Not to step on any shoes..... and I only get this impression because of my experience in the field. I would like to bet that their are few main producers of salt additives, Redmond Minerals and IceBan. Redmond Minerals gave exclusive rights to Envirotech to market their product for the snow industry outside of Utah. I am guessing that everyone can tell me up and down how one is better than the other, but from my research this week they use the same techniques. Mag Chloride to reduce the temperature where salt becomes ineffecitive and some sort of corrosion inhibitor. "Magic" I don't know, but the claims and stated ingredients sound very famillar.

Howard


----------



## nulawndog (Nov 19, 2002)

Call Joe Mahoney at Bare Ground Solutions. He has all the info on liquid products. Also the spec for Colorado DOT recuirments. He has all states and local goverment specs. Also, Joe will give you a contact in Colorado that uses about 1MM gallons of Iceban a year. It's not all the same. 888-800-8356.


----------



## chtucker (Sep 6, 2002)

Thanks for the info! I got quoted .50 a gallon for the same product that CDOT uses (Picked up in Glenwood Springs, Bulk) from the local reps of Iceban that you gave me.


----------



## BRL (Dec 21, 1999)

Very similar... Yet very different.

Take your search a little deeper & I think you will find that there are more than just 2 companies holding patents for their salt treating technologies. And the different patents means they were scientifically able to prove that their methods\materials were measurably different from the other mothods\materials out there.


----------



## chtucker (Sep 6, 2002)

Very true.... I just wised they would all keep the names the same nationallly.. I want peoples actual experience, but sometimes it is hard to tell what they are actually using.

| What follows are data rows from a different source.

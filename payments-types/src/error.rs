//! Error types for the payments service.

/// Domain-level errors (business rule violations).
#[derive(Debug, thiserror::Error)]
pub enum DomainError {
    #[error("account origin is mandatory")]
    MissingAccountOrigin,

    #[error("account target is mandatory")]
    MissingAccountTarget,

    #[error("amount must be a positive number")]
    NonPositiveAmount,

    #[error("Payment already processed")]
    AlreadyProcessed,

    #[error("Could not generate payment uid: {0}")]
    UidGeneration(String),
}

/// Repository-level errors (data access failures).
#[derive(Debug, thiserror::Error)]
pub enum RepoError {
    #[error(transparent)]
    Domain(#[from] DomainError),

    #[error("Database error: {0}")]
    Database(String),

    #[error("Entity not found")]
    NotFound,

    /// A conditional write found the row in a state that forbids it.
    #[error("Conflict: {0}")]
    Conflict(String),
}

/// Application-level errors (for HTTP responses).
///
/// Maps cleanly to HTTP status codes.
#[derive(Debug, thiserror::Error)]
pub enum AppError {
    #[error("Bad request: {0}")]
    BadRequest(String),

    #[error("Not found: {0}")]
    NotFound(String),

    #[error("Conflict: {0}")]
    Conflict(String),

    #[error("Internal error: {0}")]
    Internal(String),
}

impl From<DomainError> for AppError {
    fn from(err: DomainError) -> Self {
        match err {
            DomainError::MissingAccountOrigin
            | DomainError::MissingAccountTarget
            | DomainError::NonPositiveAmount => AppError::BadRequest(err.to_string()),
            DomainError::AlreadyProcessed => AppError::Conflict(err.to_string()),
            DomainError::UidGeneration(_) => AppError::Internal(err.to_string()),
        }
    }
}

impl From<RepoError> for AppError {
    fn from(err: RepoError) -> Self {
        match err {
            RepoError::Domain(e) => e.into(),
            RepoError::NotFound => AppError::NotFound("Payment not found".into()),
            RepoError::Database(e) => AppError::Internal(e),
            RepoError::Conflict(e) => AppError::Conflict(e),
        }
    }
}

#[cfg(test)]
mod tests {
    use super::*;

    #[test]
    fn test_validation_errors_map_to_bad_request() {
        for err in [
            DomainError::MissingAccountOrigin,
            DomainError::MissingAccountTarget,
            DomainError::NonPositiveAmount,
        ] {
            assert!(matches!(AppError::from(err), AppError::BadRequest(_)));
        }
    }

    #[test]
    fn test_already_processed_maps_to_conflict() {
        let err = AppError::from(RepoError::Domain(DomainError::AlreadyProcessed));
        assert!(matches!(err, AppError::Conflict(msg) if msg == "Payment already processed"));
    }

    #[test]
    fn test_uid_generation_maps_to_internal() {
        let err = AppError::from(DomainError::UidGeneration("rng down".into()));
        assert!(matches!(err, AppError::Internal(_)));
    }

    #[test]
    fn test_repo_errors_mapping() {
        assert!(matches!(
            AppError::from(RepoError::NotFound),
            AppError::NotFound(_)
        ));
        assert!(matches!(
            AppError::from(RepoError::Database("boom".into())),
            AppError::Internal(msg) if msg == "boom"
        ));
        assert!(matches!(
            AppError::from(RepoError::Conflict("busy".into())),
            AppError::Conflict(_)
        ));
    }
}
//! HTTP request handlers.

use std::sync::Arc;

use axum::{
    Json,
    extract::{Path, State, rejection::JsonRejection},
    http::StatusCode,
    response::{IntoResponse, Response},
};

use payments_types::{
    AppError, CreatePaymentRequest, ErrorResponse, PaymentRepository, PaymentUid, PaymentView,
};

use crate::PaymentService;

/// Application state shared across handlers.
pub struct AppState<R: PaymentRepository> {
    pub service: PaymentService<R>,
}

/// Wrapper to implement IntoResponse for AppError (orphan rule workaround).
#[derive(Debug)]
pub struct ApiError(pub AppError);

impl From<AppError> for ApiError {
    fn from(err: AppError) -> Self {
        ApiError(err)
    }
}

impl From<JsonRejection> for ApiError {
    fn from(rejection: JsonRejection) -> Self {
        ApiError(AppError::BadRequest(rejection.body_text()))
    }
}

impl IntoResponse for ApiError {
    fn into_response(self) -> Response {
        let (status, message) = match self.0 {
            AppError::BadRequest(msg) => (StatusCode::BAD_REQUEST, msg),
            AppError::NotFound(msg) => (StatusCode::NOT_FOUND, msg),
            AppError::Conflict(msg) => (StatusCode::CONFLICT, msg),
            AppError::Internal(msg) => {
                tracing::error!(error = %msg, "request failed");
                (StatusCode::INTERNAL_SERVER_ERROR, msg)
            }
        };

        let body = ErrorResponse {
            code: status.as_u16(),
            error: message,
        };

        (status, Json(body)).into_response()
    }
}

/// Health check endpoint.
pub async fn health() -> impl IntoResponse {
    Json(serde_json::json!({ "status": "healthy" }))
}

/// List all payments.
#[tracing::instrument(skip(state))]
pub async fn list_payments<R: PaymentRepository>(
    State(state): State<Arc<AppState<R>>>,
) -> Result<impl IntoResponse, ApiError> {
    let payments = state.service.list_payments().await?;
    let views: Vec<PaymentView> = payments.into_iter().map(PaymentView::from).collect();
    Ok(Json(views))
}

/// Get payment by uid.
#[tracing::instrument(skip_all, fields(uid = %uid))]
pub async fn get_payment<R: PaymentRepository>(
    State(state): State<Arc<AppState<R>>>,
    Path(uid): Path<String>,
) -> Result<impl IntoResponse, ApiError> {
    let payment = state.service.get_payment(&PaymentUid::from(uid)).await?;
    Ok(Json(PaymentView::from(payment)))
}

/// Create a payment.
#[tracing::instrument(skip_all)]
pub async fn create_payment<R: PaymentRepository>(
    State(state): State<Arc<AppState<R>>>,
    body: Result<Json<CreatePaymentRequest>, JsonRejection>,
) -> Result<impl IntoResponse, ApiError> {
    let Json(req) = body?;
    let payment = state.service.create_payment(req).await?;
    Ok((StatusCode::CREATED, Json(PaymentView::from(payment))))
}

/// Flag a payment as processed.
#[tracing::instrument(skip_all, fields(uid = %uid))]
pub async fn mark_processed<R: PaymentRepository>(
    State(state): State<Arc<AppState<R>>>,
    Path(uid): Path<String>,
) -> Result<impl IntoResponse, ApiError> {
    let payment = state.service.mark_processed(&PaymentUid::from(uid)).await?;
    Ok(Json(PaymentView::from(payment)))
}

/// Delete an unprocessed payment.
#[tracing::instrument(skip_all, fields(uid = %uid))]
pub async fn delete_payment<R: PaymentRepository>(
    State(state): State<Arc<AppState<R>>>,
    Path(uid): Path<String>,
) -> Result<impl IntoResponse, ApiError> {
    state.service.delete_payment(&PaymentUid::from(uid)).await?;
    Ok(StatusCode::NO_CONTENT)
}

/// Serves the OpenAPI document.
pub async fn openapi_json() -> impl IntoResponse {
    use utoipa::OpenApi;
    Json(crate::openapi::ApiDoc::openapi())
}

CDOT uses Iceslicer treated salt, and uses Iceban liquid.

They are using Caliber, M90 I think also??? But not real sure who manufactures those?

They vary the chemical based on road temps/humidity and forecast, much more scientific then me.


----------



## hillworks7669 (Dec 19, 2002)

*Caliber*

chtucker

For more info on Caliber log on www.anti-icers.com


----------



## nulawndog (Nov 19, 2002)

BRL
This is very true. There are liquid deicer products out there that have no chemical analysis to support claims. I find you need to follow your State guideline on what product they use. Some will go as far as piggyback other patents. This will keep you out of hot water with DEC, EPA, DEM and others. 

chtucker 
That is a great price. I pay a little more for Iceban. not much more. good luck.


----------



## Pelican (Nov 16, 2001)

Howard, you're aware that Magic is a by-product of brewing, aren't you? I'll bet with a little digging, you could find out how it's made and supply yourself with de-icer. How slick would that be?


----------



## chtucker (Sep 6, 2002)

No... I wasn't 


We don't use corn. Just pure malted barley like the commerical says. The liquid we get is what we want (extracting the sugars from the barley). The spent grain we give to a farmer to feed his pigs and cattle.... He stopped giving it to the chickens, they stopped laying eggs when on the spent grain diet. 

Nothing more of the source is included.